DATA FOR THIS EXERCISE section start
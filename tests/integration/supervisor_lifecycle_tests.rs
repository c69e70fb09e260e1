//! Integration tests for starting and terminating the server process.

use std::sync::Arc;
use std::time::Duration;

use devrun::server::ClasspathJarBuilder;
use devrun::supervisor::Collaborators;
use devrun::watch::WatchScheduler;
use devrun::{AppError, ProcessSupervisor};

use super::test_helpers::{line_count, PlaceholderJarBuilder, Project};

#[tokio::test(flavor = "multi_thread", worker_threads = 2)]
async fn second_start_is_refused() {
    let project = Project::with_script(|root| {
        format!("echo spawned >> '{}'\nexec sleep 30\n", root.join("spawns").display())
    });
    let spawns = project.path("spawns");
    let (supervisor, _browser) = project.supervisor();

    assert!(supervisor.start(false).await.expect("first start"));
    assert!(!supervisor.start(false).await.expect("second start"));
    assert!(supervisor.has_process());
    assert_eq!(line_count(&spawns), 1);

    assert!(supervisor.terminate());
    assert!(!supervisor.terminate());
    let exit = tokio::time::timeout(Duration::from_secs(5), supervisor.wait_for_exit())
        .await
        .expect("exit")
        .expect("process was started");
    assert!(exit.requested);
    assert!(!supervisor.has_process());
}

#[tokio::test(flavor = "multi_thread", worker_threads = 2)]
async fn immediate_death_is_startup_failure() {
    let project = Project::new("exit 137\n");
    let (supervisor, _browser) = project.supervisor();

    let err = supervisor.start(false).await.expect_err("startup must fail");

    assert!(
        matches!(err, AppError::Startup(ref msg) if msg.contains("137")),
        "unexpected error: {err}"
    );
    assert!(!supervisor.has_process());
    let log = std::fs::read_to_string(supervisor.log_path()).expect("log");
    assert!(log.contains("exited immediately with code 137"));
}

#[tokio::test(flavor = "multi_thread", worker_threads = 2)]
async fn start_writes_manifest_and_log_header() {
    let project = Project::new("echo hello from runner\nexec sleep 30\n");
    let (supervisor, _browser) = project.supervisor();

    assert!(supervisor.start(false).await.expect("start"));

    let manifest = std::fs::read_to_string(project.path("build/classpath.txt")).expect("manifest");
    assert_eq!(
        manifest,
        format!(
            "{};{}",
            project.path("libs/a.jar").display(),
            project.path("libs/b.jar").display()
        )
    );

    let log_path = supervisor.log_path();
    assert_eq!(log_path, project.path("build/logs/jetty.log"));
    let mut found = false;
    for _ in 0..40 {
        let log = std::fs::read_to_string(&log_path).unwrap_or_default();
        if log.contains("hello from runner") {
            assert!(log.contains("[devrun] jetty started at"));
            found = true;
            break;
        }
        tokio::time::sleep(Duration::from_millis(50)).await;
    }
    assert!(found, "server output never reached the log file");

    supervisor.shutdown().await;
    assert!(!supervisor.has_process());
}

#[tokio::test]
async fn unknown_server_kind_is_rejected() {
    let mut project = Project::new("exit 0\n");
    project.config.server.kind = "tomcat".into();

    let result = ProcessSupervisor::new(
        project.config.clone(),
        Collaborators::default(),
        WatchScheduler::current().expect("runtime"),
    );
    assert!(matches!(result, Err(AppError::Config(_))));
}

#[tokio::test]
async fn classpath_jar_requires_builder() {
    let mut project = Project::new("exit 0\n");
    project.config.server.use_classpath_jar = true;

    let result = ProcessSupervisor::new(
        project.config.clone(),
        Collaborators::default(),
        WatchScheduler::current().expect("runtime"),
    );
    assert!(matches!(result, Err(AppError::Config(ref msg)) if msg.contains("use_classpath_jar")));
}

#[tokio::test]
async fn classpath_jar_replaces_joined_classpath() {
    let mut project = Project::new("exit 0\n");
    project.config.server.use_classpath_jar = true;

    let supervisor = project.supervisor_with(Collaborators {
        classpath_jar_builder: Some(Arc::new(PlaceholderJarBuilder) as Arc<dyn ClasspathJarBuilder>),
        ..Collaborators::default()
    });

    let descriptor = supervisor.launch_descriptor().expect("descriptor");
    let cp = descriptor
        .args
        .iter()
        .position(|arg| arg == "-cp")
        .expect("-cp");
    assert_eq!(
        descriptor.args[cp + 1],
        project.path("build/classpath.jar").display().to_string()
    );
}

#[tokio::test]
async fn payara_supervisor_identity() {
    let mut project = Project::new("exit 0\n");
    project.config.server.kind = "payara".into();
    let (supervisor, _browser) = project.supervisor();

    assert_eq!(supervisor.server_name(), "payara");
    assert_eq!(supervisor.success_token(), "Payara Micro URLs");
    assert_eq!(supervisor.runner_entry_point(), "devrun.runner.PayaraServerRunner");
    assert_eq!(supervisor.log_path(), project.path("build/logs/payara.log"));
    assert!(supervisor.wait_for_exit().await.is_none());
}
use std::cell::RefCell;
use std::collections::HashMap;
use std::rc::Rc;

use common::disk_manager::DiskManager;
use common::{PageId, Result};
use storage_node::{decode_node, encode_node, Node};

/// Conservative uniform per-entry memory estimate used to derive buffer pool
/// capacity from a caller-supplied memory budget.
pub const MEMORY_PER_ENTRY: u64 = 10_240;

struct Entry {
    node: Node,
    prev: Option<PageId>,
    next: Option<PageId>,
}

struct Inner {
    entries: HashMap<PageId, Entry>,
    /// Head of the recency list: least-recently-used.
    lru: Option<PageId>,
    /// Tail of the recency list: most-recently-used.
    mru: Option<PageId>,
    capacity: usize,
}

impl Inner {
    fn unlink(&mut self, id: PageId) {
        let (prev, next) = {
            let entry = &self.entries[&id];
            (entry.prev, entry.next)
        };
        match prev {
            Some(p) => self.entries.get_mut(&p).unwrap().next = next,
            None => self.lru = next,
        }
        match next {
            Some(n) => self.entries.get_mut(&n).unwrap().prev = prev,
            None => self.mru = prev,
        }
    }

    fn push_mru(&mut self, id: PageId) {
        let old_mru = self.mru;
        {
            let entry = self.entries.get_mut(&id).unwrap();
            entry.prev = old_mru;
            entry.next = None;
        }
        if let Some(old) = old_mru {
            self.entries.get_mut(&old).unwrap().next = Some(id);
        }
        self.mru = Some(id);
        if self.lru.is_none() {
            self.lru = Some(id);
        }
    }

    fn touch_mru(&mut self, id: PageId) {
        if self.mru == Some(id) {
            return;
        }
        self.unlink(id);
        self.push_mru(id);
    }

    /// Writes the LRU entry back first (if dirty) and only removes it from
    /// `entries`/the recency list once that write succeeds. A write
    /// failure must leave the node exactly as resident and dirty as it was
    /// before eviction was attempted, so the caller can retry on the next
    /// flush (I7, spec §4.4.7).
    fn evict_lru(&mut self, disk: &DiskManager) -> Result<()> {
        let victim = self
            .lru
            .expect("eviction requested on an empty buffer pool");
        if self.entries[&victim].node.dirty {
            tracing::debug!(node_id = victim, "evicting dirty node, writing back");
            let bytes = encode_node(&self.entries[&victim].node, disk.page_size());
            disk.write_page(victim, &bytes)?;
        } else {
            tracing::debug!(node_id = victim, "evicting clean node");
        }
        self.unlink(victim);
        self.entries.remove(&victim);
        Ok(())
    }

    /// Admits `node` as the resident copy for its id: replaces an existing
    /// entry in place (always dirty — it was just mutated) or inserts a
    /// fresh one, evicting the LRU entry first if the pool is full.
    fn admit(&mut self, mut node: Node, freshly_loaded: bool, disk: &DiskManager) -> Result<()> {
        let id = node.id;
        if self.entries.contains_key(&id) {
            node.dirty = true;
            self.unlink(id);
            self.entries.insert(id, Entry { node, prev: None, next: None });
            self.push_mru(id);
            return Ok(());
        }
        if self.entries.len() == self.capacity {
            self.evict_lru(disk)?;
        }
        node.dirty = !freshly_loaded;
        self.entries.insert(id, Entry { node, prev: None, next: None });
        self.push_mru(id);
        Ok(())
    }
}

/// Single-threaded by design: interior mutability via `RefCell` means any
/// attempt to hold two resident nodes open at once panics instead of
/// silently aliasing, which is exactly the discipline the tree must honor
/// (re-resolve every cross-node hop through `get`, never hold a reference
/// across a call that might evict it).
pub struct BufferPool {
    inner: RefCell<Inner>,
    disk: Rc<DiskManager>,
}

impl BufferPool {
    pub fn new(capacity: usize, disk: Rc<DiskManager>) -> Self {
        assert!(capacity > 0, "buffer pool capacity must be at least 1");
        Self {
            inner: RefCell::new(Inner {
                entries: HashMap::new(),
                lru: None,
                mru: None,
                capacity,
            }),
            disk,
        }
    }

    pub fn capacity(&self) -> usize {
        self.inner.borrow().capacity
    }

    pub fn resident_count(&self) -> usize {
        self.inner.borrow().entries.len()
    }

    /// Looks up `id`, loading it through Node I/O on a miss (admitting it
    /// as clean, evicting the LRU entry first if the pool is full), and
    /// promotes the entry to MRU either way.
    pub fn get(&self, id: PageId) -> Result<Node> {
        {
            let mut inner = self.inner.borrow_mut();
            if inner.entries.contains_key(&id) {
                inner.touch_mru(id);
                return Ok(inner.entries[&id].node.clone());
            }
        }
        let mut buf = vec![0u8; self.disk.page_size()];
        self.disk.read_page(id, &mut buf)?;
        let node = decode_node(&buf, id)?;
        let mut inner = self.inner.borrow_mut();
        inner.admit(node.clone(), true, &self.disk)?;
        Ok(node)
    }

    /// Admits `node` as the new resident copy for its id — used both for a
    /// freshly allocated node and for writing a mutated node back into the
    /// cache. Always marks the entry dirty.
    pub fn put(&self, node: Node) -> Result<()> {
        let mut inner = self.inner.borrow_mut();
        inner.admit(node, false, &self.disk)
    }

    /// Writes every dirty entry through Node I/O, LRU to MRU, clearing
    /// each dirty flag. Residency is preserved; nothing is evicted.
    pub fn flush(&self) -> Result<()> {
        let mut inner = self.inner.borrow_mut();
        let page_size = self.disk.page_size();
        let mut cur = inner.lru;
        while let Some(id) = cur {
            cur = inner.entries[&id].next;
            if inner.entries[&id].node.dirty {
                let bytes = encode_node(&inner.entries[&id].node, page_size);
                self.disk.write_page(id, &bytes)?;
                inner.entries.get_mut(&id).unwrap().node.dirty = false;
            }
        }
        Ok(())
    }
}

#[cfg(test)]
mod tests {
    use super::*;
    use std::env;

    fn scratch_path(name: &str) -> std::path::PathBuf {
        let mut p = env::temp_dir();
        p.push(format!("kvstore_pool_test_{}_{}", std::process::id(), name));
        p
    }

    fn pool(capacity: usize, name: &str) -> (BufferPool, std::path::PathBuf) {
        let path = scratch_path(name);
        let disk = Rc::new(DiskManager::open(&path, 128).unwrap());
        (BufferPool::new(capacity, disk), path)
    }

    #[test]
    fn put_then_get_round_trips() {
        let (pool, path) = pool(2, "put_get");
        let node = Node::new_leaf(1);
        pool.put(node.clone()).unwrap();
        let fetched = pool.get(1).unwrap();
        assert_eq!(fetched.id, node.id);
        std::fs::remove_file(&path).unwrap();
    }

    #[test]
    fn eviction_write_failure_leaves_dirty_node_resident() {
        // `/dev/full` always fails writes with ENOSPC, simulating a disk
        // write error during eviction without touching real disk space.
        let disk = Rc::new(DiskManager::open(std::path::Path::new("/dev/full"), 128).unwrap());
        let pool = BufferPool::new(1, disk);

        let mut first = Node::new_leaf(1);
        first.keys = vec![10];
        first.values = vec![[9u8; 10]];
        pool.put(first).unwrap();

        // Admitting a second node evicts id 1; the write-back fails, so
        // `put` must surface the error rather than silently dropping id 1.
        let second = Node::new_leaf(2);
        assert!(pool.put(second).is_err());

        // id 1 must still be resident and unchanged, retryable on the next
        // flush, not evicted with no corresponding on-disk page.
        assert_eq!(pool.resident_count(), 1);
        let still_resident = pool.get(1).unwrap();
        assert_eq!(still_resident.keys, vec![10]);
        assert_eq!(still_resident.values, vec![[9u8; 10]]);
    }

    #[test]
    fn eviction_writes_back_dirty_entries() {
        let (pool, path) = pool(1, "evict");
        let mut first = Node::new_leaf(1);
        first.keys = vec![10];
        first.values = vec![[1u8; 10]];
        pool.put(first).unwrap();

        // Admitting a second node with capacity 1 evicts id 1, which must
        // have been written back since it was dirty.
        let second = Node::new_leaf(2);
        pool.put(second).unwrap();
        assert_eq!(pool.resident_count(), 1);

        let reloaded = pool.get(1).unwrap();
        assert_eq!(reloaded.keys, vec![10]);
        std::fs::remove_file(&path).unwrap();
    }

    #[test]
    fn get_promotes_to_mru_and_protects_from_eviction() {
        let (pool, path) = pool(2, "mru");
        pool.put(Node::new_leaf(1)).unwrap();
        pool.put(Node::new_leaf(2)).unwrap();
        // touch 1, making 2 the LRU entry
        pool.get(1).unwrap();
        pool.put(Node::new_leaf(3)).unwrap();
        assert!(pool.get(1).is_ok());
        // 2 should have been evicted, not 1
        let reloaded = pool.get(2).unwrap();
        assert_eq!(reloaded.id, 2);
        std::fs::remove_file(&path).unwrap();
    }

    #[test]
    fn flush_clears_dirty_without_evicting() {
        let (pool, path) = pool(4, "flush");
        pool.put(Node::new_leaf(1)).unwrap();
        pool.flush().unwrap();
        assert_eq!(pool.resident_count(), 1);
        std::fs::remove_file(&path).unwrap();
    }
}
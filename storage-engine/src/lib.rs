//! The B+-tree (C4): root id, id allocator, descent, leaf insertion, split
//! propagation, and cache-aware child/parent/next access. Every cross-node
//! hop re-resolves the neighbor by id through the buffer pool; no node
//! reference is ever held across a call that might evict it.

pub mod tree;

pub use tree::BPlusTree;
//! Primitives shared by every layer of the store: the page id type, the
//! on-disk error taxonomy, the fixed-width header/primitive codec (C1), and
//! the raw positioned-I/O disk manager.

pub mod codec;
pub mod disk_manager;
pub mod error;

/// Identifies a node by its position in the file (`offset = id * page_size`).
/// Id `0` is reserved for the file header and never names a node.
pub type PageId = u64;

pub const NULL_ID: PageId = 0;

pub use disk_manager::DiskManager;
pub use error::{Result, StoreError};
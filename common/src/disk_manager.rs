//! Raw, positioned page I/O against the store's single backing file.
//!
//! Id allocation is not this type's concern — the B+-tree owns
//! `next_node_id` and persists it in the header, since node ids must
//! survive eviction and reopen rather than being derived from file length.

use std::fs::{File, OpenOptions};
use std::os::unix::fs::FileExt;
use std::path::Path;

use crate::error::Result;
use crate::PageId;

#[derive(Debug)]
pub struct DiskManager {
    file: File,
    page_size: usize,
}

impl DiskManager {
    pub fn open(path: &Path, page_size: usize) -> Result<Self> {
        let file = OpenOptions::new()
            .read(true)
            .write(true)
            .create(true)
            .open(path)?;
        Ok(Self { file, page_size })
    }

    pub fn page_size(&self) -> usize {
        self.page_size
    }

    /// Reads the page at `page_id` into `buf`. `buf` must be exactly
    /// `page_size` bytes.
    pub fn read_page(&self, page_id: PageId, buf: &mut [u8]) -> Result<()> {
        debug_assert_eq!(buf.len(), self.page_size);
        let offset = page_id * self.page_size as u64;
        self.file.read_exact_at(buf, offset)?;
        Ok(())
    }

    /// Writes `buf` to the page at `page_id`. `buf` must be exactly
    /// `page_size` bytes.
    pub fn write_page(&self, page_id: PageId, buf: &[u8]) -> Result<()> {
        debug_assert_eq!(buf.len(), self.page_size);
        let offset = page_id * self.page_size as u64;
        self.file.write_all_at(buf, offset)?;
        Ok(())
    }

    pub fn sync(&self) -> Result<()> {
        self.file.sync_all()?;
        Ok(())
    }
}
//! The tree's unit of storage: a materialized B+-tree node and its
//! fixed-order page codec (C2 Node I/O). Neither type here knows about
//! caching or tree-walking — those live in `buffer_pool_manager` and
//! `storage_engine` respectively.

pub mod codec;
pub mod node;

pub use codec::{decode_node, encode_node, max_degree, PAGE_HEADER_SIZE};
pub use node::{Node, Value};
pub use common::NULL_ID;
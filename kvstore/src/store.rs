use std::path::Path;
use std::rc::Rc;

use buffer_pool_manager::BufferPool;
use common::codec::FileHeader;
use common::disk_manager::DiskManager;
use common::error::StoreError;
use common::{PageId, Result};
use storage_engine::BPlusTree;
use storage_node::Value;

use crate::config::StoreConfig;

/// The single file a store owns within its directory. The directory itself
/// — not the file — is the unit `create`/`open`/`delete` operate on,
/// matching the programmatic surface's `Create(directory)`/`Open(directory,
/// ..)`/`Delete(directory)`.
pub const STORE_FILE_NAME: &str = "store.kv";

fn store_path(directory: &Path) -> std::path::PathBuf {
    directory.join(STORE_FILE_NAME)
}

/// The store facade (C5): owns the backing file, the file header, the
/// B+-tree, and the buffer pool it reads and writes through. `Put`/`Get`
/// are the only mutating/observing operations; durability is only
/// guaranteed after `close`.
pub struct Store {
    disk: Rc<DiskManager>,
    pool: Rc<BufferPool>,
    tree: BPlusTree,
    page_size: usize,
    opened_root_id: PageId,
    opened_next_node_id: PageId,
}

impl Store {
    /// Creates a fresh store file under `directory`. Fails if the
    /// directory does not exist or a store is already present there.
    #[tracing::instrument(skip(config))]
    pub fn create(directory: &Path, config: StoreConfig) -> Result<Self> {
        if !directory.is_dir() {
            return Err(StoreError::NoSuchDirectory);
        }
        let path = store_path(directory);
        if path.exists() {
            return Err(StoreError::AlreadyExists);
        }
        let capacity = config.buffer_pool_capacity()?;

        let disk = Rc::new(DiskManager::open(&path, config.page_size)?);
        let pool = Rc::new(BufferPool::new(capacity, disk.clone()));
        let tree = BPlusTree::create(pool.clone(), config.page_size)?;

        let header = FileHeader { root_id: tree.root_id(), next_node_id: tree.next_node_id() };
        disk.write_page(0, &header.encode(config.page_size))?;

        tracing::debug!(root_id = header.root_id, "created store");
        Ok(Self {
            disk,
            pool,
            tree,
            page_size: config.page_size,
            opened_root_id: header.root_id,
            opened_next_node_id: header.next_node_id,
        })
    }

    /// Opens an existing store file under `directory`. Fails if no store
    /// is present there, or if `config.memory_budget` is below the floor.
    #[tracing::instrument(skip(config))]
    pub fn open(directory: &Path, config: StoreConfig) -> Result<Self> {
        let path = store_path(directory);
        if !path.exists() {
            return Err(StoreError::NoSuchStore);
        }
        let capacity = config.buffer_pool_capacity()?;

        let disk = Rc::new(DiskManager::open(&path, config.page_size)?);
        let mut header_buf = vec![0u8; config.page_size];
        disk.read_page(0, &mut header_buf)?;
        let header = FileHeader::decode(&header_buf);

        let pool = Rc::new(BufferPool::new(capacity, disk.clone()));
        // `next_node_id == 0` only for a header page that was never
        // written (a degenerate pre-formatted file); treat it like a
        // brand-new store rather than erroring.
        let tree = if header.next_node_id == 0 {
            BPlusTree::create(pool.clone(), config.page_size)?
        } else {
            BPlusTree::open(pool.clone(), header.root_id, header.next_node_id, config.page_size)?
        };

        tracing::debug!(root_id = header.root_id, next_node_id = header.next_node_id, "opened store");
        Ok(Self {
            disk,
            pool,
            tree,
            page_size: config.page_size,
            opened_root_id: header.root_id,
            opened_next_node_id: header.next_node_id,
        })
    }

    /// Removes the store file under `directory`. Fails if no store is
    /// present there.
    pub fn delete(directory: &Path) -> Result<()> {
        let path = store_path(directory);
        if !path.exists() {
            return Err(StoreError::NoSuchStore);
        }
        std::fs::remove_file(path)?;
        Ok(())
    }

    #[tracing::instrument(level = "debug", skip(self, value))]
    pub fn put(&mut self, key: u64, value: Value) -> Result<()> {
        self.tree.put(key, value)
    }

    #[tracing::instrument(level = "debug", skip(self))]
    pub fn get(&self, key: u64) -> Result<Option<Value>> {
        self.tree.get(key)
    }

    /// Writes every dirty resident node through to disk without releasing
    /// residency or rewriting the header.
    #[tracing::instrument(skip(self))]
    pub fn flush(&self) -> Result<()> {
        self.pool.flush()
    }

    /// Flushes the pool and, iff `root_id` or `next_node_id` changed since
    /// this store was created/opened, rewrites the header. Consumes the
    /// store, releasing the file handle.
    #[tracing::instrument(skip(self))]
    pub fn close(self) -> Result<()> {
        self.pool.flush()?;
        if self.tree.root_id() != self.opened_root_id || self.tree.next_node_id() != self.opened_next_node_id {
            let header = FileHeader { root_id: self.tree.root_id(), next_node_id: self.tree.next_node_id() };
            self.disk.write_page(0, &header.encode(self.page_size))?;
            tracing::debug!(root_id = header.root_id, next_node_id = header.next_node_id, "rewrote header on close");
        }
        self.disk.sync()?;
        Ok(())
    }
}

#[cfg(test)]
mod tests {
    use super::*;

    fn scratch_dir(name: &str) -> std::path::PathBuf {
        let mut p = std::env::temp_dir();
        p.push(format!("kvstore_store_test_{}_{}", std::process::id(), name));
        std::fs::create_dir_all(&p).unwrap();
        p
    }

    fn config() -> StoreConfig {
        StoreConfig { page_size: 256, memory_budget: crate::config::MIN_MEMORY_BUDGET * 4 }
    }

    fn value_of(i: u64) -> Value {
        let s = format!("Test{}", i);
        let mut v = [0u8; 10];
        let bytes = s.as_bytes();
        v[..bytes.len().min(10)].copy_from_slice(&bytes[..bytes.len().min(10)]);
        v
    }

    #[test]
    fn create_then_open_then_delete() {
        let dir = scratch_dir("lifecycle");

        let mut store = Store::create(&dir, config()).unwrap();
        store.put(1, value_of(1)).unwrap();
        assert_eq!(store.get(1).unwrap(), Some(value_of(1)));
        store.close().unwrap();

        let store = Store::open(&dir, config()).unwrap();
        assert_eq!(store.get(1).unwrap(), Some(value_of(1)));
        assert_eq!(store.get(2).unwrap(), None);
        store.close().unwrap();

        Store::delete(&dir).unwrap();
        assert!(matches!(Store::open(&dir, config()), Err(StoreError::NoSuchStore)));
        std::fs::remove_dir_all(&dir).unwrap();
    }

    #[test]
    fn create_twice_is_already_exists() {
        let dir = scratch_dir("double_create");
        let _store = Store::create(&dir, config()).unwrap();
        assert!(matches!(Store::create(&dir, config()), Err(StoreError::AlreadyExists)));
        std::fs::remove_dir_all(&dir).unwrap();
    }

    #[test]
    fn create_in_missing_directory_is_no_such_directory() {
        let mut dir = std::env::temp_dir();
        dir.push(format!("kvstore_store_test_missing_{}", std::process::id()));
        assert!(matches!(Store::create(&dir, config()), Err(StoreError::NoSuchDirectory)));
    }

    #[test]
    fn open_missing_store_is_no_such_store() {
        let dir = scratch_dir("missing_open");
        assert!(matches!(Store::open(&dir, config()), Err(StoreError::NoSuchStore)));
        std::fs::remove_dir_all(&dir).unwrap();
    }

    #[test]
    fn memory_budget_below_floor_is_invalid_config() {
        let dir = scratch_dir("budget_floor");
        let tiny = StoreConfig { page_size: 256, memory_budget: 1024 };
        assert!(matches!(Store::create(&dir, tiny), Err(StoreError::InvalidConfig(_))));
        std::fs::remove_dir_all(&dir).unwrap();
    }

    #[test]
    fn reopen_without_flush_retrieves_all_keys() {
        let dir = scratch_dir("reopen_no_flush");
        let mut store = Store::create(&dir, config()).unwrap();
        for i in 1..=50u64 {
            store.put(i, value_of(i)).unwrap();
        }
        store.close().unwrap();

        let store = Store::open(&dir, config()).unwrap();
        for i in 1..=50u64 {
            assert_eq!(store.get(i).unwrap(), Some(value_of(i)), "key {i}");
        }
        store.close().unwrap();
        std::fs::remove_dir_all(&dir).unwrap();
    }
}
DATA FOR THIS EXERCISE section end
TO DO. If a line of the data contains "requested", it counts; report the number of such lines and nothing else.

RESULT FOR THIS TASK. 2